2. The impact rotary tool of claim 1, further comprising a rotational velocity measuring device configured to measure a rotational velocity of at least one of the drive shaft or the hammer, wherein

the torque estimator is configured to estimate the torque value on a basis of the parameter relating to the hammer travel distance and the rotational velocity.

3. The impact rotary tool of claim 1, further comprising a controller configured to control the driver in accordance with vector control, wherein

the driver is configured to be supplied with a torque current in accordance with the vector control performed by the controller, and

the travel distance measuring device is configured to

measure a variation amount of the torque current in a period from when the hammer applies impact to the anvil to when the hammer next applies impact to the anvil and

measure, as the parameter, the hammer travel distance itself, the hammer travel distance being measured based on the variation amount.
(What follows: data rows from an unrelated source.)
//! Named in-memory caches backed by Moka.
//!
//! - `CacheRegistry` - registry of named caches
//! - `TypedCache` - typed wrapper with TTL/TTI support
//! - `CacheConfig` - size and expiry presets
//!
//! ```rust,ignore
//! let admins = registry.get_or_create::<(String, String), bool>(
//!     "group_admins",
//!     CacheConfig::group_metadata(),
//! );
//! ```

mod config;
mod registry;
mod typed;

pub use config::CacheConfig;
pub use registry::CacheRegistry;
pub use typed::TypedCache;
4. The impact rotary tool of claim 3, wherein

the travel distance measuring device is configured to

perform a plurality of number of times of measurements of the variation amount in one machining work task and

measure the hammer travel distance when the variation amount shows an increasing tendency in the plurality of number of times of measurements.

5. The impact rotary tool of claim 4, wherein

the travel distance measuring device is configured to, when the variation amount successively increases a predetermined number of times in the plurality of number of times of measurements, determine that the variation amount shows the increasing tendency.
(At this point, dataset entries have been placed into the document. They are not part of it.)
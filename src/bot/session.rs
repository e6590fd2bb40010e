//! Session registry, restore and phone pairing.

use std::sync::Arc;
use std::time::Duration;

use async_trait::async_trait;
use dashmap::DashMap;
use futures::future::join_all;
use thiserror::Error;
use tokio::sync::oneshot;
use tracing::{debug, info, warn};

use crate::client::{AccountIdentity, ClientError, Gateway, WaClient};
use crate::database::{BotSettingsStore, DeviceRecord, DeviceStore, Toggle};
use crate::utils::jid::{clean_id, parse_phone, JidError};

/// What the session manager needs from the messaging service.
#[async_trait]
pub trait Connector: Send + Sync {
    async fn create_instance(&self, session: &str, number: &str) -> Result<(), ClientError>;

    async fn request_pairing_code(&self, session: &str, number: &str) -> Result<String, ClientError>;

    async fn connection_state(&self, session: &str) -> Result<String, ClientError>;

    async fn delete_instance(&self, session: &str) -> Result<(), ClientError>;

    fn client(&self, session: &str, identity: AccountIdentity) -> Arc<dyn WaClient>;

    /// Release local state held for a session that is gone for good.
    fn forget(&self, session: &str);
}

#[async_trait]
impl Connector for Gateway {
    async fn create_instance(&self, session: &str, number: &str) -> Result<(), ClientError> {
        Gateway::create_instance(self, session, number).await
    }

    async fn request_pairing_code(&self, session: &str, number: &str) -> Result<String, ClientError> {
        Gateway::request_pairing_code(self, session, number).await
    }

    async fn connection_state(&self, session: &str) -> Result<String, ClientError> {
        Gateway::connection_state(self, session).await
    }

    async fn delete_instance(&self, session: &str) -> Result<(), ClientError> {
        Gateway::delete_instance(self, session).await
    }

    fn client(&self, session: &str, identity: AccountIdentity) -> Arc<dyn WaClient> {
        Arc::new(Gateway::client(self, session, identity))
    }

    fn forget(&self, session: &str) {
        Gateway::forget(self, session);
    }
}

/// Pairing failures, mapped to HTTP statuses by the API.
#[derive(Debug, Error)]
pub enum PairError {
    #[error(transparent)]
    InvalidNumber(#[from] JidError),

    #[error("{0} is already paired")]
    AlreadyPaired(String),

    #[error("gateway error: {0}")]
    Gateway(#[from] ClientError),

    #[error("device store error: {0}")]
    Store(#[from] anyhow::Error),
}

/// One row of the session listing.
#[derive(Debug, Clone, serde::Serialize)]
pub struct SessionInfo {
    pub session: String,
    pub phone: Option<String>,
    pub connected: bool,
}

struct LiveSession {
    client: Arc<dyn WaClient>,
    connected: bool,
}

/// Registry of live clients keyed by session id.
pub struct SessionManager {
    connector: Arc<dyn Connector>,
    store: Arc<dyn DeviceStore>,
    bot_settings: BotSettingsStore,
    pairing_window: Duration,
    sessions: DashMap<String, LiveSession>,
    /// Pairings waiting for their first connect.
    pending: DashMap<String, oneshot::Sender<()>>,
}

impl SessionManager {
    pub fn new(
        connector: Arc<dyn Connector>,
        store: Arc<dyn DeviceStore>,
        bot_settings: BotSettingsStore,
        pairing_window: Duration,
    ) -> Self {
        Self {
            connector,
            store,
            bot_settings,
            pairing_window,
            sessions: DashMap::new(),
            pending: DashMap::new(),
        }
    }

    /// Reconnect every stored device. Records that never finished pairing
    /// and are not connected are discarded.
    pub async fn restore(&self) -> anyhow::Result<usize> {
        let devices = self.store.list().await?;
        info!("Restoring {} stored device(s)", devices.len());

        let results = join_all(devices.into_iter().map(|device| self.restore_one(device))).await;
        let restored = results.into_iter().filter(|ok| *ok).count();

        info!("{} session(s) restored", restored);
        Ok(restored)
    }

    async fn restore_one(&self, device: DeviceRecord) -> bool {
        let state = match self.connector.connection_state(&device.id).await {
            Ok(state) => state,
            Err(e) => {
                warn!("Could not query {}: {}", device.id, e);
                "unknown".to_string()
            }
        };
        let open = state == "open";

        if !device.paired && !open {
            info!("Discarding unfinished pairing {}", device.id);
            self.discard(&device.id).await;
            return false;
        }

        let identity = AccountIdentity {
            phone: Some(device.phone.clone()),
            lid: device.lid.clone(),
        };
        self.register(self.connector.client(&device.id, identity), open);

        if open {
            info!("Session {} ({}) connected", device.id, device.phone);
        } else {
            warn!("Session {} is {}; waiting for the gateway to reconnect", device.id, state);
        }
        true
    }

    /// Start pairing a number. Returns the code to type on the phone.
    ///
    /// The session is dropped again if it does not connect within the
    /// pairing window.
    pub async fn pair(self: &Arc<Self>, number: &str) -> Result<String, PairError> {
        let phone = parse_phone(number)?;

        let taken = self
            .sessions
            .iter()
            .any(|s| s.connected && s.client.identity().phone.as_deref().map(clean_id) == Some(phone.clone()));
        if taken {
            return Err(PairError::AlreadyPaired(phone));
        }

        let device = self.store.create(&phone).await?;
        let session = device.id.clone();
        info!("Pairing {} as {}", phone, session);

        let code = match self.start_pairing(&session, &phone).await {
            Ok(code) => code,
            Err(e) => {
                warn!("Pairing {} failed: {}", session, e);
                self.discard(&session).await;
                return Err(e.into());
            }
        };

        let identity = AccountIdentity {
            phone: Some(phone.clone()),
            lid: None,
        };
        self.register(self.connector.client(&session, identity), false);

        let (tx, rx) = oneshot::channel();
        self.pending.insert(session.clone(), tx);

        let manager = Arc::clone(self);
        let window = self.pairing_window;
        tokio::spawn(async move {
            match tokio::time::timeout(window, rx).await {
                Ok(Ok(())) => debug!("Pairing {} completed", session),
                _ => {
                    warn!("Pairing {} expired after {}s", session, window.as_secs());
                    manager.pending.remove(&session);
                    manager.discard(&session).await;
                }
            }
        });

        Ok(code)
    }

    /// Add a live client under its own session id.
    pub fn register(&self, client: Arc<dyn WaClient>, connected: bool) {
        self.sessions
            .insert(client.session_id().to_string(), LiveSession { client, connected });
    }

    async fn start_pairing(&self, session: &str, phone: &str) -> Result<String, ClientError> {
        self.connector.create_instance(session, phone).await?;
        self.connector.request_pairing_code(session, phone).await
    }

    /// Forget a session everywhere: live registry, device store, gateway.
    async fn discard(&self, session: &str) {
        if let Some((_, live)) = self.sessions.remove(session) {
            live.client.disconnect().await;
        }
        if let Err(e) = self.store.delete(session).await {
            warn!("Could not delete device record {}: {}", session, e);
        }
        if let Err(e) = self.connector.delete_instance(session).await {
            debug!("Could not delete gateway instance {}: {}", session, e);
        }
        self.connector.forget(session);
    }

    /// The account behind a session reported connected.
    pub async fn mark_connected(&self, session: &str, phone: Option<String>, lid: Option<String>) -> anyhow::Result<()> {
        let client = {
            let Some(mut live) = self.sessions.get_mut(session) else {
                debug!("Connect event for unknown session {}", session);
                return Ok(());
            };
            live.connected = true;
            Arc::clone(&live.client)
        };

        if let Some((_, tx)) = self.pending.remove(session) {
            let _ = tx.send(());
        }

        let mut identity = client.identity();
        if phone.is_some() {
            identity.phone = phone.map(|p| clean_id(&p));
        }
        if lid.is_some() {
            identity.lid = lid.map(|l| clean_id(&l));
        }
        client.set_identity(identity.clone());

        let devices = self.store.list().await?;
        if let Some(mut device) = devices.into_iter().find(|d| d.id == session) {
            device.paired = true;
            if let Some(phone) = identity.phone.clone() {
                device.phone = phone;
            }
            device.lid = identity.lid.clone();
            self.store.save(&device).await?;
        }

        info!(
            "Session {} online as {} (lid {})",
            session,
            identity.phone.as_deref().unwrap_or("?"),
            identity.lid.as_deref().unwrap_or("-")
        );

        if self.bot_settings.get(Toggle::AlwaysOnline) {
            if let Err(e) = client.send_presence(true).await {
                warn!("Presence update failed for {}: {}", session, e);
            }
        }
        Ok(())
    }

    pub fn mark_disconnected(&self, session: &str) {
        if let Some(mut live) = self.sessions.get_mut(session) {
            live.connected = false;
        }
    }

    pub fn client(&self, session: &str) -> Option<Arc<dyn WaClient>> {
        self.sessions.get(session).map(|s| Arc::clone(&s.client))
    }

    pub fn clients(&self) -> Vec<Arc<dyn WaClient>> {
        self.sessions.iter().map(|s| Arc::clone(&s.client)).collect()
    }

    /// Live sessions sorted by id.
    pub fn list(&self) -> Vec<SessionInfo> {
        let mut list: Vec<SessionInfo> = self
            .sessions
            .iter()
            .map(|s| SessionInfo {
                session: s.key().clone(),
                phone: s.client.identity().phone,
                connected: s.connected,
            })
            .collect();
        list.sort_by(|a, b| a.session.cmp(&b.session));
        list
    }

    pub async fn stored_count(&self) -> anyhow::Result<usize> {
        Ok(self.store.list().await?.len())
    }

    pub fn backend_name(&self) -> &'static str {
        self.store.backend_name()
    }

    pub async fn disconnect_all(&self) {
        let clients = self.clients();
        info!("Disconnecting {} session(s)", clients.len());
        join_all(clients.iter().map(|c| c.disconnect())).await;
    }
}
6. The impact rotary tool of claim 3, wherein

the travel distance measuring device is configured to measure the hammer travel distance after the hammer applies impact to the anvil a predetermined number of times in one machining work task.

7. A torque estimation method of estimating a torque value generated by an impact rotary tool including: a driver configured to perform a turning operation; a drive shaft configured to be turned by the driver; a hammer is configured to be fitted to an outer perimeter of the drive shaft such that the hammer is movable in an axial direction of the drive shaft and rotatable in a turning direction in which the drive shaft turns; and an anvil configured to receive impact applied by the hammer in the rotational direction, the torque value being produced by the impact, the torque estimation method comprising:

a travel distance measurement step of measuring a parameter relating to a hammer travel distance through which on application of the impact to the anvil by the hammer, the hammer moves away from the anvil along the axial direction from a location of the application of the impact to the anvil by the hammer; and

a torque estimation step of estimating, based on at least the parameter, a torque value generated by the impact.

8. A non-transitory recording medium recording a program configured to cause a computer system to execute the torque estimation method of claim 7.